## [Stored items]
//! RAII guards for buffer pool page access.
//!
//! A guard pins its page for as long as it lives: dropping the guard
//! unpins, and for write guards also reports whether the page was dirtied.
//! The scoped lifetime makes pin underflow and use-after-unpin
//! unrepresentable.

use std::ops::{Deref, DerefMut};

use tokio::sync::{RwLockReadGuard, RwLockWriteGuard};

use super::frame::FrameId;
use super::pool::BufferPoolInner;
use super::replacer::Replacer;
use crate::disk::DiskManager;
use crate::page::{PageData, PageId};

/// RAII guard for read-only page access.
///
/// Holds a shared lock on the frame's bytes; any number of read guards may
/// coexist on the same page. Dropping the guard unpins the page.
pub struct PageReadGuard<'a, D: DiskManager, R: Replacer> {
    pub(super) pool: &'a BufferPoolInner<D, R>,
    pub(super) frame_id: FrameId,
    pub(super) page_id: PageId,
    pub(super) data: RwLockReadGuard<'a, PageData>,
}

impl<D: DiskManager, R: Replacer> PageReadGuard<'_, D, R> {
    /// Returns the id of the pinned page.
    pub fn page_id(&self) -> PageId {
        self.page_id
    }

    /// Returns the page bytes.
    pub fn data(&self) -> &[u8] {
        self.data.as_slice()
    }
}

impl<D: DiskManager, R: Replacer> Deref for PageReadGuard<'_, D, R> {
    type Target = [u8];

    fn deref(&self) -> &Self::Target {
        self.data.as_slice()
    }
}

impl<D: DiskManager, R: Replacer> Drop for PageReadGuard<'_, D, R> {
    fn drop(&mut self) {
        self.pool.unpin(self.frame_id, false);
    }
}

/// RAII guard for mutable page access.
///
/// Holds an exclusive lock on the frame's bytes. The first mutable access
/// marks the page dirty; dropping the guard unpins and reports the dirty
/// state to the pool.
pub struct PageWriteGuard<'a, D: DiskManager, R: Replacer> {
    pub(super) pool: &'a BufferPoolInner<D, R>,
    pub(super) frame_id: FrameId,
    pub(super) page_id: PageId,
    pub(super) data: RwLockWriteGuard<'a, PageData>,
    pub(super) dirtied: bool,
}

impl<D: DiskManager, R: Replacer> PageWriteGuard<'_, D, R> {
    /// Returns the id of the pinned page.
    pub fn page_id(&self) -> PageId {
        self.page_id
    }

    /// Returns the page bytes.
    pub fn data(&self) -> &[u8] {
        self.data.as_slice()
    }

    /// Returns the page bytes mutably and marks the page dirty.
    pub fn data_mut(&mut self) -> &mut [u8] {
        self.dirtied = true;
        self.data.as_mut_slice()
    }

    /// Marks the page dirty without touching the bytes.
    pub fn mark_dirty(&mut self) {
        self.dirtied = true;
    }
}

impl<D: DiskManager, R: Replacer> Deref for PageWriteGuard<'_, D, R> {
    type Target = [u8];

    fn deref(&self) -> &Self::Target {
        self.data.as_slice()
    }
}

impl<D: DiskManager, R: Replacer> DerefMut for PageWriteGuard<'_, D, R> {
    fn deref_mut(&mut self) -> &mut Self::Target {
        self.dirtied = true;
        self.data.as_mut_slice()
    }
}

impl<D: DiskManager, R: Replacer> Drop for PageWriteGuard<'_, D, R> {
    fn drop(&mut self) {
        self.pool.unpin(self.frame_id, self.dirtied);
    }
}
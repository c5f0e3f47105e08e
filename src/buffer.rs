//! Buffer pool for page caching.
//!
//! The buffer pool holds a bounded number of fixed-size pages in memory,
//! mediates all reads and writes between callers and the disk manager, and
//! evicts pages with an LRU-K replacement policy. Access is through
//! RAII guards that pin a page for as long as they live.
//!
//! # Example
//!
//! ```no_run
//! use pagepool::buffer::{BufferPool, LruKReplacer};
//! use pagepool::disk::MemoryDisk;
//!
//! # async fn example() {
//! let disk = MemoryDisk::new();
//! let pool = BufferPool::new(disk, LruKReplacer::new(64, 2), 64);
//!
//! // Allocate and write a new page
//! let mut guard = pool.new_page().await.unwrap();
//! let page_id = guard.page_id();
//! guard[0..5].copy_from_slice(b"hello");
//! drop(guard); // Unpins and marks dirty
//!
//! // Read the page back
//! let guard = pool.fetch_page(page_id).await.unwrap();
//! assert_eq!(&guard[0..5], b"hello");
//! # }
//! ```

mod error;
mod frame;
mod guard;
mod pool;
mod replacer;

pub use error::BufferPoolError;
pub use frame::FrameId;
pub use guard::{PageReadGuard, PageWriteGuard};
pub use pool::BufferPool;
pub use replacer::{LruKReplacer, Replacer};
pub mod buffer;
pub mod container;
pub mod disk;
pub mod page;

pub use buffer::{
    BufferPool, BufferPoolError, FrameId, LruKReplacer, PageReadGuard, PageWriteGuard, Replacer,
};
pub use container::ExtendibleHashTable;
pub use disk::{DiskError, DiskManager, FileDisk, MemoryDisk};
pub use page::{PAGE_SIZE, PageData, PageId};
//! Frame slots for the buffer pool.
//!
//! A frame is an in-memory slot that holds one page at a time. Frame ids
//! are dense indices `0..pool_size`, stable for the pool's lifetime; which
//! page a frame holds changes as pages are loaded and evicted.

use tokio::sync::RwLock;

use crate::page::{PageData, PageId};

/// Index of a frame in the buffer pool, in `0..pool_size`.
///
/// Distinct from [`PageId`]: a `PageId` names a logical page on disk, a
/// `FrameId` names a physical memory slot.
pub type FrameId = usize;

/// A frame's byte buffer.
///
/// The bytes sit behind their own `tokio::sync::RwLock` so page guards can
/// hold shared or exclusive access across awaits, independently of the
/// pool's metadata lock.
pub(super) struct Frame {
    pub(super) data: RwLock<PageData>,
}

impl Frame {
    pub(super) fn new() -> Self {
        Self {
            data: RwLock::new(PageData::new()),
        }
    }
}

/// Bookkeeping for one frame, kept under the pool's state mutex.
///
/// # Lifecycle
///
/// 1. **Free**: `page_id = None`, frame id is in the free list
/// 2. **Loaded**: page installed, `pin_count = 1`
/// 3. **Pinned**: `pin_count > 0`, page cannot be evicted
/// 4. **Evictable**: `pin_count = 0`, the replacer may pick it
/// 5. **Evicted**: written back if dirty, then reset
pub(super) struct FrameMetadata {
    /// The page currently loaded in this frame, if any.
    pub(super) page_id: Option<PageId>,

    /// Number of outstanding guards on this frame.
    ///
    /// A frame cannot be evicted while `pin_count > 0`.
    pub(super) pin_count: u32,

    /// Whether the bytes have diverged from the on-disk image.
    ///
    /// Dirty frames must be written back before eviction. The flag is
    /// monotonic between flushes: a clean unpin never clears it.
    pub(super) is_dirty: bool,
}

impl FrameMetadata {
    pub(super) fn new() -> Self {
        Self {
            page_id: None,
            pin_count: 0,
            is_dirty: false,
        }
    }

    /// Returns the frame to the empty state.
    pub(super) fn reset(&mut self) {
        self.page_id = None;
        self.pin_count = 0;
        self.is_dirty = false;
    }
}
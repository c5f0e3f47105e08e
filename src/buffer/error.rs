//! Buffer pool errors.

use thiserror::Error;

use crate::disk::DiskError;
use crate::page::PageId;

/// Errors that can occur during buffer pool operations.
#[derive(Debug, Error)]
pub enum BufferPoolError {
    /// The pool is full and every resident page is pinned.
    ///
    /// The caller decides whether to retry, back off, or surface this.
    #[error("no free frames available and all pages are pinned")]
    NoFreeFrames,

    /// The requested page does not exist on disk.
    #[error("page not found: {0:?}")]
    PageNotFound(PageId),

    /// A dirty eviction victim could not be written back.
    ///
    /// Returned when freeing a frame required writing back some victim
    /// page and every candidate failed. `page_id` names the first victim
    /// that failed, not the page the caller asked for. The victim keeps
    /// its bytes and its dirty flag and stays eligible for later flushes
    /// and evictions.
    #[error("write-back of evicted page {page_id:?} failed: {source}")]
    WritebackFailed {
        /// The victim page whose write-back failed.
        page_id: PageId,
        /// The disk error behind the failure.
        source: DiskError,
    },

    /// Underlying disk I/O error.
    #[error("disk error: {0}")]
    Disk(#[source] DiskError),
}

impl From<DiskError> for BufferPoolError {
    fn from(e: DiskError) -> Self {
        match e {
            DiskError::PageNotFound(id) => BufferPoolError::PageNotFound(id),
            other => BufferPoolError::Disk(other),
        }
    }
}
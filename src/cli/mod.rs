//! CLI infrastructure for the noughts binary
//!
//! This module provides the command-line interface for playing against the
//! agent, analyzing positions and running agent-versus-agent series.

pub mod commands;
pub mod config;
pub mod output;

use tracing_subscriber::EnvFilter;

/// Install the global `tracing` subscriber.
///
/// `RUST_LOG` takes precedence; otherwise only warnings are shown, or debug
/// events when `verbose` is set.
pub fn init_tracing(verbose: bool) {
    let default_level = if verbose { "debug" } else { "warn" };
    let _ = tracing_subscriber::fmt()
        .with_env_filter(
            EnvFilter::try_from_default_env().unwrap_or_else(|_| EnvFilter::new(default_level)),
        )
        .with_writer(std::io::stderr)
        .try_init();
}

## [WORK ITEM]
Beginning at the line with "as they live." and ending at the line with "time. Frame ids", reproduce each line of the data above exactly, and add no other lines.

## [RESPONSE TO THIS TASK]
//! RAII guards that pin a page for as long as they live.
//!
//! # Example
//!
//! ```no_run
//! use pagepool::buffer::{BufferPool, LruKReplacer};
//! use pagepool::disk::MemoryDisk;
//!
//! # async fn example() {
//! let disk = MemoryDisk::new();
//! let pool = BufferPool::new(disk, LruKReplacer::new(64, 2), 64);
//!
//! // Allocate and write a new page
//! let mut guard = pool.new_page().await.unwrap();
//! let page_id = guard.page_id();
//! guard[0..5].copy_from_slice(b"hello");
//! drop(guard); // Unpins and marks dirty
//!
//! // Read the page back
//! let guard = pool.fetch_page(page_id).await.unwrap();
//! assert_eq!(&guard[0..5], b"hello");
//! # }
//! ```

mod error;
mod frame;
mod guard;
mod pool;
mod replacer;

pub use error::BufferPoolError;
pub use frame::FrameId;
pub use guard::{PageReadGuard, PageWriteGuard};
pub use pool::BufferPool;
pub use replacer::{LruKReplacer, Replacer};
pub mod buffer;
pub mod container;
pub mod disk;
pub mod page;

pub use buffer::{
    BufferPool, BufferPoolError, FrameId, LruKReplacer, PageReadGuard, PageWriteGuard, Replacer,
};
pub use container::ExtendibleHashTable;
pub use disk::{DiskError, DiskManager, FileDisk, MemoryDisk};
pub use page::{PAGE_SIZE, PageData, PageId};
//! Frame slots for the buffer pool.
//!
//! A frame is an in-memory slot that holds one page at a time. Frame ids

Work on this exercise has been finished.